Recent and future EVOlution of GLacial Lakes in China (EVOGLAC): Spatio-temporal diversity and hazard potential


The disappearance of mountain glaciers and expansion of glacial lakes are  amongst the most recognizable and dynamic impacts of global warming. Such new  lakes bring opportunities (e.g., hydropower) but also pose significant  threats, due to the increasing potential for catastrophic Glacial Lake Outburst Floods (GLOFs). This threat is most pronounced across high mountain  Asia, where communities, transportation networks, and other vital  infrastructure are exposed. This is particularly true for China, where many  potentially dangerous lakes have been documented, and significant growth of  these lakes has been noted over recent decades. In view of projected warming  over the 21st century and continued retreat of glaciers, scientific attention  has recently shifted beyond monitoring and assessment of the existing GLOF  threat towards the anticipation of where new, potentially problematic lakes  will form in the future. Such lakes will most likely develop in bedrock  depressions or overdeepenings in the exposed glacier bed, and as such, methods  have been developed to model bed topography and thereby identify where these  new lakes will form. However, a key limitation remains that timing of the  emergence and future evolution of glacial lakes is generally unconstrained for  data-scarce mountain regions. This represents a major scientific challenge, as  local climatological, geomorphological, and topographic conditions will lead  to significant diversity in lake evolution. In addition, integrated approaches  are yet to be developed which consider the full range of triggering processes  that contribute to GLOF hazard both now, and in the future. Highly transient  factors include the stability of surrounding ice and rock walls, the thawing  of ice-cored moraine dams, and changes in heavy precipitation, snowmelt and  faster runoff that may be expected in some deglaciated catchments.

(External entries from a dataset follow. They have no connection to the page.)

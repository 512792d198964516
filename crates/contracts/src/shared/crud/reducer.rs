use chrono::NaiveDate;

use super::draft::RawInput;
use super::state::{CrudState, SubmitMode};
use crate::domain::common::{Entity, EntityId, EntityKind, REQUIRED_FIELDS_MISSING};
use crate::shared::api_error::ApiError;
use crate::shared::resolver::ReferenceOption;

/// Everything that can happen to a CRUD screen
#[derive(Debug, Clone, PartialEq)]
pub enum CrudAction<E: Entity> {
    /// Fetch the collection and every related collection
    Load,
    ItemsLoaded {
        seq: u64,
        result: Result<Vec<E>, ApiError>,
    },
    RelatedLoaded {
        kind: EntityKind,
        result: Result<Vec<ReferenceOption>, ApiError>,
    },
    OpenCreate {
        today: NaiveDate,
    },
    OpenEdit(E),
    CloseModal,
    UpdateField {
        name: String,
        input: RawInput,
    },
    SetSearch(String),
    Submit,
    SubmitSucceeded,
    SubmitFailed(ApiError),
    /// `confirmed` is the answer of the interactive confirmation
    Remove {
        id: EntityId,
        confirmed: bool,
    },
    RemoveSucceeded,
    RemoveFailed(ApiError),
    DismissError,
    DismissSuccess,
}

/// Side effect requested by a transition; executed by the screen
#[derive(Debug, Clone, PartialEq)]
pub enum CrudCommand<E: Entity> {
    /// GET the collection tagged `seq`, plus the `related` collections
    Fetch {
        seq: u64,
        related: &'static [EntityKind],
    },
    Create(E::Payload),
    Update {
        id: EntityId,
        payload: E::Payload,
    },
    Delete {
        id: EntityId,
    },
}

#[derive(Debug, Clone, PartialEq)]
pub struct Transition<E: Entity> {
    pub state: CrudState<E>,
    pub command: Option<CrudCommand<E>>,
}

fn begin_load<E: Entity>(
    state: &mut CrudState<E>,
    related: &'static [EntityKind],
) -> CrudCommand<E> {
    state.load_seq += 1;
    state.is_loading = true;
    CrudCommand::Fetch {
        seq: state.load_seq,
        related,
    }
}

fn submit<E: Entity>(state: &mut CrudState<E>) -> Option<CrudCommand<E>> {
    if state.is_submitting() || !state.is_modal_open() {
        return None;
    }
    let editing_id = if state.show_edit {
        Some(state.selected.as_ref()?.id())
    } else {
        None
    };

    if !state.draft.missing_required(E::fields()).is_empty() {
        state.error_message = Some(REQUIRED_FIELDS_MISSING.to_string());
        return None;
    }

    let messages = E::messages();
    let payload = match E::payload_from_draft(&state.draft) {
        Ok(payload) => payload,
        Err(_) => {
            let failed = match editing_id {
                Some(_) => messages.update_failed,
                None => messages.create_failed,
            };
            state.error_message = Some(failed.to_string());
            return None;
        }
    };

    Some(match editing_id {
        Some(id) => {
            state.pending_submit = Some(SubmitMode::Update);
            CrudCommand::Update { id, payload }
        }
        None => {
            state.pending_submit = Some(SubmitMode::Create);
            CrudCommand::Create(payload)
        }
    })
}

/// Pure transition function of every CRUD screen
pub fn reduce<E: Entity>(mut state: CrudState<E>, action: CrudAction<E>) -> Transition<E> {
    let messages = E::messages();

    let command = match action {
        CrudAction::Load => Some(begin_load(&mut state, E::related())),

        CrudAction::ItemsLoaded { seq, result } => {
            if seq == state.load_seq {
                state.is_loading = false;
                match result {
                    Ok(items) => state.items = items,
                    Err(ApiError::Aborted) => {}
                    Err(_) => {
                        state.items = Vec::new();
                        state.error_message = Some(messages.fetch_failed.to_string());
                    }
                }
            }
            None
        }

        CrudAction::RelatedLoaded { kind, result } => {
            match result {
                Ok(options) => state.related.set(kind, options),
                Err(ApiError::Aborted) => {}
                Err(_) => {
                    state.related.set(kind, Vec::new());
                    state.error_message = Some(kind.messages().fetch_failed.to_string());
                }
            }
            None
        }

        CrudAction::OpenCreate { today } => {
            state.draft = E::default_draft(today);
            state.selected = None;
            state.show_edit = false;
            state.show_add = true;
            None
        }

        CrudAction::OpenEdit(item) => {
            if E::supports_update() {
                state.draft = item.to_draft();
                state.selected = Some(item);
                state.show_add = false;
                state.show_edit = true;
            }
            None
        }

        CrudAction::CloseModal => {
            state.close_modals();
            None
        }

        CrudAction::UpdateField { name, input } => {
            // unknown names come only from a schema/view mismatch
            let _ = state.draft.apply_input(E::fields(), &name, input);
            None
        }

        CrudAction::SetSearch(term) => {
            state.search_term = term;
            None
        }

        CrudAction::Submit => submit(&mut state),

        CrudAction::SubmitSucceeded => {
            let done = match state.pending_submit.take() {
                Some(SubmitMode::Update) => messages.updated,
                _ => messages.created,
            };
            state.success_message = Some(done.to_string());
            state.error_message = None;
            state.close_modals();
            Some(begin_load(&mut state, &[]))
        }

        CrudAction::SubmitFailed(err) => {
            let mode = state.pending_submit.take();
            if !err.is_aborted() {
                let fallback = match mode {
                    Some(SubmitMode::Update) => messages.update_failed,
                    _ => messages.create_failed,
                };
                state.error_message = Some(err.server_message().unwrap_or(fallback).to_string());
            }
            None
        }

        CrudAction::Remove { id, confirmed } => confirmed.then_some(CrudCommand::Delete { id }),

        CrudAction::RemoveSucceeded => {
            state.success_message = Some(messages.deleted.to_string());
            state.error_message = None;
            Some(begin_load(&mut state, &[]))
        }

        CrudAction::RemoveFailed(err) => {
            if !err.is_aborted() {
                state.error_message = Some(messages.delete_failed.to_string());
            }
            None
        }

        CrudAction::DismissError => {
            state.error_message = None;
            None
        }

        CrudAction::DismissSuccess => {
            state.success_message = None;
            None
        }
    };

    Transition { state, command }
}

The overall aim of the proposed study is to develop and implement a  comprehensive methodological approach to investigate the recent and future  evolution of glacial lakes and their related hazard potential in different  climatological, geomorphological, and topographic settings. This will lead to  improved understanding and prediction of lake formation, change in GLOF  triggering processes, and change in hazard in downstream areas, as glaciers  continue to retreat over the 21st century and beyond. The research methodology  is centred on 7 work packages which bring together the complementary strengths of the partner institutions in the fields of remote sensing based analyses of the cryosphere, GIS-based modelling, and GLOF hazard assessment. Within three contrasting study regions in Tibet, reconstruction of the recent (since ca.1970) evolution of glacier thinning, retreat, and associated lake development will provide the basis for catchment-scale modelling of future changes. The integrated modelling approach will consider not only the expansion of existing lakes, but also the formation of new lakes in the exposed bed topography, and will investigate the corresponding increase in GLOF potential as key transient triggering processes evolve in a warmer climate. For selected critical lakes, both now, and in the future, complete lake outburst and flow modelling will be undertaken, providing a quantitative basis for assessing the change in downstream hazard.

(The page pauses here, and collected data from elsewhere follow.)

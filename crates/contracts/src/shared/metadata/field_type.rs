//! Field kind enumeration for the metadata system

use crate::domain::common::EntityKind;

/// Widget and coercion rule of a single form field
#[derive(Debug, Clone, Copy, PartialEq, Eq)]
pub enum FieldKind {
    /// Free text, kept as typed
    Text,
    /// Whole number, parsed like `parseInt`
    Integer,
    /// Floating point amount
    Decimal,
    /// Calendar date, `YYYY-MM-DD` in the form
    Date,
    /// Checkbox
    Boolean,
    /// Fixed list of `(value, label)` pairs
    Choice(&'static [(&'static str, &'static str)]),
    /// Foreign key into another entity's collection
    Reference(EntityKind),
}

impl FieldKind {
    /// HTML `type` attribute for kinds rendered as `<input>`
    pub fn input_type(&self) -> &'static str {
        match self {
            Self::Integer | Self::Decimal => "number",
            Self::Date => "date",
            Self::Boolean => "checkbox",
            Self::Text | Self::Choice(_) | Self::Reference(_) => "text",
        }
    }
}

The methodological approach will be optimised for outscaling to larger regions, recognising the urgent need for robust scientific information to support adaptation planning in response to the rapidly evolving GLOF threat across high mountain Asia. The exchange of knowledge between Swiss and Chinese partners will ensure that local scientists are best positioned to lead ongoing monitoring programs and further research activities in the region.